Ne jamais croire un réalisateur qui annonce sa retraite. Surtout si c’est Steven Soderbergh.


Après un film de casse en forme de déclaration d’amour à l’Amérique (Logan Lucky, 2017), le réalisateur de Traffic (2001) revient avec un trip parano filmé au téléphone portable. Une prouesse technique bluffante qui produit une énergie inquiétante et donne du corps et du nerf à une intrigue de série B centrée sur une femme harcelée qui perd les pédales. Sawyer (impressionnante Claire Foy dans un périlleux numéro halluciné) est persuadée qu’un homme, dont elle a repoussé les avances insistantes, continue de la suivre partout.
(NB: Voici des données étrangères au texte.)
// Copyright 2026 the Number Atlas Authors
// SPDX-License-Identifier: Apache-2.0 OR MIT

//! The host rasterizer contract and the glyph atlas it produces.
//!
//! A [`FontRasterizer`] creates a [`DynamicFontAtlas`] for one font at one
//! super-sampled size. Characters are added to it, possibly in several
//! batches, and it is then frozen into an immutable [`RasterizedFont`]. The
//! freeze consumes the dynamic atlas, so no characters can be added once it
//! has happened.
//!
//! [`OutlineRasterizer`] is the bundled implementation.

pub(crate) mod distance_field;
mod outline;

use hashbrown::HashMap;
use tiny_skia::Pixmap;

use crate::config::SourceFont;
use crate::error::Error;
use crate::geometry::{AtlasSize, GlyphRect};

pub use outline::{OutlineAtlas, OutlineRasterizer};

/// How glyph coverage is stored in the atlas alpha channel.
#[derive(Copy, Clone, Debug, Default, PartialEq, Eq, Hash)]
pub enum RenderMode {
    /// Alpha is anti-aliased coverage.
    #[default]
    Coverage,
    /// Alpha encodes the signed distance to the outline, with 128 on the
    /// outline and a spread equal to the atlas padding on either side.
    DistanceField,
}

/// Parameters for creating a glyph atlas.
#[derive(Copy, Clone, Debug, PartialEq, Eq)]
pub struct AtlasParams {
    /// Size in pixels per em, already multiplied by [`SUPER_SCALE`](crate::SUPER_SCALE).
    pub point_size: u32,
    /// Empty pixels kept around every glyph.
    pub padding: u32,
    /// Encoding of the alpha channel.
    pub render_mode: RenderMode,
    /// Atlas width in pixels.
    pub width: u32,
    /// Atlas height in pixels.
    pub height: u32,
}

impl AtlasParams {
    /// The atlas dimensions.
    pub fn size(&self) -> AtlasSize {
        AtlasSize::new(self.width, self.height)
    }
}

/// Creates glyph atlases from source fonts.
pub trait FontRasterizer {
    /// The atlas type in its dynamic population mode.
    type Atlas: DynamicFontAtlas;

    /// Allocates an empty atlas for `font`.
    fn create_font_atlas(
        &mut self,
        font: &SourceFont,
        params: &AtlasParams,
    ) -> Result<Self::Atlas, Error>;
}

/// A glyph atlas that still accepts characters.
pub trait DynamicFontAtlas {
    /// Rasterizes `characters` into the atlas. Characters already present are
    /// skipped.
    ///
    /// Fails if the font has no glyph for a character or the atlas has no room
    /// left for it.
    fn add_characters(&mut self, characters: &[char]) -> Result<(), Error>;

    /// Freezes the atlas.
    fn into_static(self) -> RasterizedFont;
}

/// A frozen glyph atlas: one super-sampled bitmap and a rectangle for every
/// character that was added.
#[derive(Debug)]
pub struct RasterizedFont {
    pixmap: Pixmap,
    glyphs: HashMap<char, GlyphRect>,
    point_size: u32,
    padding: u32,
    render_mode: RenderMode,
}

impl RasterizedFont {
    /// Assembles a frozen atlas from its parts.
    pub fn new(pixmap: Pixmap, glyphs: HashMap<char, GlyphRect>, params: &AtlasParams) -> Self {
        Self {
            pixmap,
            glyphs,
            point_size: params.point_size,
            padding: params.padding,
            render_mode: params.render_mode,
        }
    }

    /// The rectangle of `character` in super-sampled pixels.
    ///
    /// Asking for a character that was never added is an error rather than an
    /// empty rectangle.
    pub fn glyph_rect(&self, character: char) -> Result<GlyphRect, Error> {
        self.glyphs
            .get(&character)
            .copied()
            .ok_or_else(|| Error::missing_glyph(character))
    }

    /// Whether `character` was added.
    pub fn contains(&self, character: char) -> bool {
        self.glyphs.contains_key(&character)
    }

    /// Number of characters in the atlas.
    pub fn glyph_count(&self) -> usize {
        self.glyphs.len()
    }

    /// The atlas bitmap.
    pub fn atlas(&self) -> &Pixmap {
        &self.pixmap
    }

    /// The atlas dimensions.
    pub fn atlas_size(&self) -> AtlasSize {
        AtlasSize::new(self.pixmap.width(), self.pixmap.height())
    }

    /// Super-sampled pixels per em.
    pub fn point_size(&self) -> u32 {
        self.point_size
    }

    /// Empty pixels kept around every glyph.
    pub fn padding(&self) -> u32 {
        self.padding
    }

    /// Encoding of the alpha channel.
    pub fn render_mode(&self) -> RenderMode {
        self.render_mode
    }
}
// Copyright 2026 the Number Atlas Authors
// SPDX-License-Identifier: Apache-2.0 OR MIT

//! Sharing, subscription and eviction in the rasterized font cache.

use std::sync::Arc;
use std::sync::atomic::Ordering;

use number_atlas::{
    ErrorKind, FontCacheKey, FontStyleConfig, NumberFontProvider, RasterizedFontCache, SubscriberId,
};

use crate::util::{BlockRasterizer, block_font};

#[test]
fn cache_shares_one_font_per_key() {
    let rasterizer = BlockRasterizer::new();
    let created = rasterizer.created();
    let cache = RasterizedFontCache::new(rasterizer);
    let font = block_font("Mono");

    let config = FontStyleConfig::new(font).with_point_size(12).with_format("{0:N0}");
    let recolored = config.clone().with_kerning(3).with_color(peniko::Color::BLACK);
    let a = NumberFontProvider::new(config, &cache);
    let b = NumberFontProvider::new(recolored, &cache);

    let first = a.rasterized_font().unwrap().unwrap();
    let second = b.rasterized_font().unwrap().unwrap();
    assert!(Arc::ptr_eq(&first, &second), "style does not affect the key");
    assert_eq!(created.load(Ordering::Relaxed), 1);
    assert_eq!((cache.hits(), cache.misses()), (1, 1));
    assert_eq!(cache.len(), 1);
}

#[test]
fn cache_separates_sizes_extras_and_fonts() {
    let cache = RasterizedFontCache::new(BlockRasterizer::new());
    let mono = block_font("Mono");
    let other = block_font("Mono");
    let id = SubscriberId::next();

    let base = cache.get_or_create(&mono, 12, "", id).unwrap();
    let bigger = cache.get_or_create(&mono, 16, "", id).unwrap();
    let extras = cache.get_or_create(&mono, 12, ",", id).unwrap();
    let renamed_twin = cache.get_or_create(&other, 12, "", id).unwrap();

    assert!(!Arc::ptr_eq(&base, &bigger));
    assert!(!Arc::ptr_eq(&base, &extras));
    assert!(
        !Arc::ptr_eq(&base, &renamed_twin),
        "fonts sharing a name are still distinct"
    );
    assert_eq!(cache.len(), 4);
    assert!(extras.contains(','));
    assert!(!base.contains(','));
}

#[test]
fn cache_subscription_is_idempotent() {
    let cache = RasterizedFontCache::new(BlockRasterizer::new());
    let font = block_font("Mono");
    let key = FontCacheKey::new(&font, 12, "");
    let id = SubscriberId::next();

    for _ in 0..3 {
        cache.get_or_create(&font, 12, "", id).unwrap();
    }
    assert_eq!(cache.subscriber_count(&key), Some(1));
    cache.release(id);
    assert_eq!(cache.subscriber_count(&key), Some(0));
}

#[test]
fn cache_evicts_on_next_lookup() {
    let cache = RasterizedFontCache::new(BlockRasterizer::new());
    let font = block_font("Mono");
    let key = FontCacheKey::new(&font, 12, "");
    let (a, b) = (SubscriberId::next(), SubscriberId::next());

    cache.get_or_create(&font, 12, "", a).unwrap();
    cache.get_or_create(&font, 12, "", b).unwrap();
    assert_eq!(cache.subscriber_count(&key), Some(2));

    cache.release(a);
    assert_eq!(cache.subscriber_count(&key), Some(1));
    cache.release(b);
    assert_eq!(cache.subscriber_count(&key), Some(0));
    assert_eq!(cache.len(), 1, "released entries linger until the next scan");

    let unrelated = block_font("Sans");
    cache.get_or_create(&unrelated, 20, "", SubscriberId::next()).unwrap();
    assert_eq!(cache.subscriber_count(&key), None);
    assert_eq!(cache.keys(), vec![FontCacheKey::new(&unrelated, 20, "")]);
}

#[test]
fn cache_reuses_unused_entry_when_found_first() {
    let rasterizer = BlockRasterizer::new();
    let created = rasterizer.created();
    let cache = RasterizedFontCache::new(rasterizer);
    let font = block_font("Mono");
    let key = FontCacheKey::new(&font, 12, "");

    let first = SubscriberId::next();
    cache.get_or_create(&font, 12, "", first).unwrap();
    cache.release(first);

    let second = SubscriberId::next();
    cache.get_or_create(&font, 12, "", second).unwrap();
    assert_eq!(created.load(Ordering::Relaxed), 1);
    assert_eq!(cache.subscriber_count(&key), Some(1));
}

#[test]
fn cache_sweep_and_clear() {
    let cache = RasterizedFontCache::new(BlockRasterizer::new());
    let font = block_font("Mono");
    let (kept, released) = (SubscriberId::next(), SubscriberId::next());
    cache.get_or_create(&font, 12, "", kept).unwrap();
    let handed_out = cache.get_or_create(&font, 14, "", released).unwrap();
    cache.release(released);

    assert_eq!(cache.sweep(), 1);
    assert_eq!(cache.keys(), vec![FontCacheKey::new(&font, 12, "")]);
    assert!(handed_out.glyph_count() > 0, "evicted fonts stay alive for holders");

    cache.clear();
    assert!(cache.is_empty());
}

#[test]
fn cache_failed_rasterization_is_not_stored() {
    let cache = RasterizedFontCache::new(BlockRasterizer::without(&['$']));
    let font = block_font("Mono");
    let err = cache
        .get_or_create(&font, 12, "$,", SubscriberId::next())
        .unwrap_err();

    assert_eq!(err.kind(), ErrorKind::MissingGlyph);
    assert_eq!(err.character(), Some('$'));
    assert_eq!(err.font(), Some("Mono_12_$,"));
    assert!(cache.is_empty());
}

#[test]
fn cache_overfull_atlas_is_an_error() {
    let cache = RasterizedFontCache::new(BlockRasterizer::new());
    let font = block_font("Mono");
    // The 12pt atlas has room for 18 blocks; 10 digits and 17 extras do not fit.
    let err = cache
        .get_or_create(&font, 12, " abcdefghijklmnop", SubscriberId::next())
        .unwrap_err();
    assert_eq!(err.kind(), ErrorKind::AtlasFull);
}

#[test]
fn cache_is_shared_across_threads() {
    let cache = RasterizedFontCache::new(BlockRasterizer::new());
    let font = block_font("Mono");
    let fonts: Vec<_> = std::thread::scope(|scope| {
        let handles: Vec<_> = (0..4)
            .map(|_| {
                scope.spawn(|| {
                    cache
                        .get_or_create(&font, 12, "", SubscriberId::next())
                        .unwrap()
                })
            })
            .collect();
        handles.into_iter().map(|h| h.join().unwrap()).collect()
    });
    assert!(fonts.windows(2).all(|w| Arc::ptr_eq(&w[0], &w[1])));
    assert_eq!(cache.misses(), 1);
    assert_eq!(cache.subscriber_count(&FontCacheKey::new(&font, 12, "")), Some(4));
}
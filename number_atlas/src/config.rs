// Copyright 2026 the Number Atlas Authors
// SPDX-License-Identifier: Apache-2.0 OR MIT

use std::sync::Arc;

use peniko::{Blob, Color, FontData};

use crate::charset::{CharacterSet, DEFAULT_FORMAT};
use crate::format::NumberCulture;
use crate::rotation::FontRotation;

/// A font to bake, with a display name used in cache labels and errors.
#[derive(Clone, Debug)]
pub struct SourceFont {
    name: Arc<str>,
    data: FontData,
}

impl SourceFont {
    /// Wraps font data that is already loaded.
    pub fn new(name: impl Into<Arc<str>>, data: FontData) -> Self {
        Self {
            name: name.into(),
            data,
        }
    }

    /// Wraps the raw bytes of a font file, selecting the face at `index` of a
    /// collection.
    pub fn from_bytes(name: impl Into<Arc<str>>, bytes: Vec<u8>, index: u32) -> Self {
        Self::new(name, FontData::new(Blob::new(Arc::new(bytes)), index))
    }

    /// The display name.
    pub fn name(&self) -> &str {
        &self.name
    }

    /// The underlying font data.
    pub fn data(&self) -> &FontData {
        &self.data
    }

    /// Unique identity of the font's data blob.
    ///
    /// Two fonts loaded from separate byte buffers never share an id, even if
    /// their names match.
    pub fn id(&self) -> u64 {
        self.data.data.id()
    }

    /// Index of the face within its collection.
    pub fn index(&self) -> u32 {
        self.data.index
    }
}

impl PartialEq for SourceFont {
    fn eq(&self, other: &Self) -> bool {
        self.id() == other.id() && self.index() == other.index() && self.name == other.name
    }
}

/// Everything that determines how a number font is baked.
///
/// Built from [`Default`] or [`FontStyleConfig::new`] with the `with_*`
/// methods and never mutated afterwards.
#[derive(Clone, Debug, PartialEq)]
pub struct FontStyleConfig {
    font: Option<SourceFont>,
    point_size: u32,
    rotation: FontRotation,
    kerning: u32,
    format: String,
    culture: NumberCulture,
    color: Color,
    use_emission: bool,
    emission_color: Color,
    use_specular: bool,
    metallic: f32,
    smoothness: f32,
}

impl Default for FontStyleConfig {
    fn default() -> Self {
        Self {
            font: None,
            point_size: 90,
            rotation: FontRotation::LeftToRight,
            kerning: 0,
            format: DEFAULT_FORMAT.into(),
            culture: NumberCulture::invariant(),
            color: Color::WHITE,
            use_emission: false,
            emission_color: Color::BLACK,
            use_specular: false,
            metallic: 0.0,
            smoothness: 0.5,
        }
    }
}

impl FontStyleConfig {
    /// Default settings for `font`.
    pub fn new(font: SourceFont) -> Self {
        Self {
            font: Some(font),
            ..Self::default()
        }
    }

    /// Sets or clears the source font.
    pub fn with_font(mut self, font: Option<SourceFont>) -> Self {
        self.font = font;
        self
    }

    /// Sets the point size, in final atlas pixels.
    pub fn with_point_size(mut self, point_size: u32) -> Self {
        self.point_size = point_size;
        self
    }

    /// Sets the orientation of the baked atlas.
    pub fn with_rotation(mut self, rotation: FontRotation) -> Self {
        self.rotation = rotation;
        self
    }

    /// Sets the extra gap between digits, in pixels.
    pub fn with_kerning(mut self, kerning: u32) -> Self {
        self.kerning = kerning;
        self
    }

    /// Sets the display format.
    pub fn with_format(mut self, format: impl Into<String>) -> Self {
        self.format = format.into();
        self
    }

    /// Sets the symbols used to apply the format.
    pub fn with_culture(mut self, culture: NumberCulture) -> Self {
        self.culture = culture;
        self
    }

    /// Sets the fill color.
    pub fn with_color(mut self, color: Color) -> Self {
        self.color = color;
        self
    }

    /// Enables emission with `color`.
    pub fn with_emission(mut self, color: Color) -> Self {
        self.use_emission = true;
        self.emission_color = color;
        self
    }

    /// Enables specular output. Both values are clamped to `[0, 1]`.
    pub fn with_specular(mut self, metallic: f32, smoothness: f32) -> Self {
        self.use_specular = true;
        self.metallic = unit(metallic);
        self.smoothness = unit(smoothness);
        self
    }

    /// Whether a font is set and the point size is not zero.
    pub fn is_renderable(&self) -> bool {
        self.font.is_some() && self.point_size != 0
    }

    /// The source font, if any.
    pub fn font(&self) -> Option<&SourceFont> {
        self.font.as_ref()
    }

    /// The point size.
    pub fn point_size(&self) -> u32 {
        self.point_size
    }

    /// The orientation.
    pub fn rotation(&self) -> FontRotation {
        self.rotation
    }

    /// The extra gap between digits.
    pub fn kerning(&self) -> u32 {
        self.kerning
    }

    /// The display format.
    pub fn format(&self) -> &str {
        &self.format
    }

    /// The symbols used to apply the format.
    pub fn culture(&self) -> &NumberCulture {
        &self.culture
    }

    /// The fill color.
    pub fn color(&self) -> Color {
        self.color
    }

    /// The emission color, if emission is enabled.
    pub fn emission(&self) -> Option<Color> {
        self.use_emission.then_some(self.emission_color)
    }

    /// `(metallic, smoothness)`, if specular output is enabled.
    pub fn specular(&self) -> Option<(f32, f32)> {
        self.use_specular.then_some((self.metallic, self.smoothness))
    }

    /// The characters this config bakes.
    pub fn character_set(&self) -> CharacterSet {
        CharacterSet::from_format(&self.format, &self.culture)
    }
}

fn unit(value: f32) -> f32 {
    if value.is_nan() {
        0.0
    } else {
        value.clamp(0.0, 1.0)
    }
}
// Copyright 2026 the Number Atlas Authors
// SPDX-License-Identifier: Apache-2.0 OR MIT

//! Signed distance encoding of glyph coverage.
//!
//! Fields are computed with `sdfer`'s subpixel distance transform from the
//! anti-aliased coverage of each glyph. A distance `d` in pixels, positive
//! inside the outline, is stored as `0.5 + d / spread` in unorm8.

use sdfer::esdt::{self, ReusableBuffers};
use sdfer::{Image2d, Unorm8};
use tiny_skia::Pixmap;

use crate::geometry::GlyphRect;

/// Replaces the coverage of the glyph at `glyph` in `pixmap` by its distance
/// encoding.
///
/// The field extends `spread` pixels beyond the glyph on every side, so that
/// much padding must surround it. `buffers` carries scratch memory from one
/// glyph to the next.
pub(crate) fn encode_glyph(
    pixmap: &mut Pixmap,
    glyph: GlyphRect,
    spread: u32,
    buffers: &mut Option<ReusableBuffers>,
) {
    let fits = glyph.x >= spread
        && glyph.y >= spread
        && u64::from(glyph.x) + u64::from(glyph.width) + u64::from(spread)
            <= u64::from(pixmap.width())
        && u64::from(glyph.y) + u64::from(glyph.height) + u64::from(spread)
            <= u64::from(pixmap.height());
    if glyph.is_empty() || !fits {
        return;
    }
    let (w, h) = (glyph.width as usize, glyph.height as usize);
    let (x0, y0) = (glyph.x as usize, glyph.y as usize);
    let pad = spread as usize;
    let stride = pixmap.width() as usize;
    let data = pixmap.data_mut();

    let mut coverage = Image2d::<Unorm8>::from_fn(w, h, |x, y| {
        Unorm8::from_bits(data[((y0 + y) * stride + x0 + x) * 4 + 3])
    });
    let params = esdt::Params {
        pad,
        radius: spread.max(1) as f32,
        cutoff: 0.5,
        ..esdt::Params::default()
    };
    let (field, reuse) = esdt::glyph_to_sdf(&mut coverage, params, buffers.take());
    *buffers = Some(reuse);

    for y in 0..field.height() {
        let row = (y0 - pad + y) * stride;
        for x in 0..field.width() {
            let offset = (row + x0 - pad + x) * 4;
            data[offset..offset + 4].fill(field[(x, y)].to_bits());
        }
    }
}

/// Coverage in `[0, 1]` of a distance-encoded alpha value.
pub(crate) fn coverage(alpha: u8, spread: u32) -> f32 {
    let distance = (Unorm8::from_bits(alpha).decode() - 0.5) * spread.max(1) as f32;
    (distance + 0.5).clamp(0.0, 1.0)
}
Oppressée et terrorisée, elle se retrouve internée dans un hôpital psychiatrique contre son gré. Jouant sur la frontière entre délire de persécution et menace réelle, le film produit une sensation immédiate de malaise et d’insécurité. Scrutant le moindre mouvement, la moindre expression de son personnage principal au bord du gouffre, il fascine par son voyeurisme inquiet. Près de vingt ans après Sexe, mensonges et vidéo (1989), Soderbergh n’a visiblement pas fini de s’interroger sur ce que les images disent et volent de notre intimité.